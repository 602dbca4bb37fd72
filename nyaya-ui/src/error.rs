//! Error types for the nyaya client

use crate::forms::FormErrors;
use thiserror::Error;

/// Client error type
#[derive(Debug, Error)]
pub enum ClientError {
    /// Transport failure (connection refused, timeout, bad body)
    #[error("HTTP error: {0}")]
    Http(#[from] reqwest::Error),

    /// Non-2xx response from the backend
    #[error("API error {status}: {message}")]
    Api { status: u16, message: String },

    /// Form input rejected before anything was sent
    #[error("Invalid input: {0}")]
    Validation(FormErrors),

    #[error("I/O error: {0}")]
    Io(#[from] std::io::Error),

    /// Audio device or WAV codec failure
    #[error("Audio error: {0}")]
    Audio(String),
}

impl From<FormErrors> for ClientError {
    fn from(errors: FormErrors) -> Self {
        ClientError::Validation(errors)
    }
}

impl From<hound::Error> for ClientError {
    fn from(err: hound::Error) -> Self {
        ClientError::Audio(format!("WAV codec: {}", err))
    }
}

/// Result type for client operations
pub type Result<T> = std::result::Result<T, ClientError>;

[Assignment]:
The answer must be all the lines above that hold the word "impl".

[Task answer]:
impl From<FormErrors> for ClientError {
impl From<hound::Error> for ClientError {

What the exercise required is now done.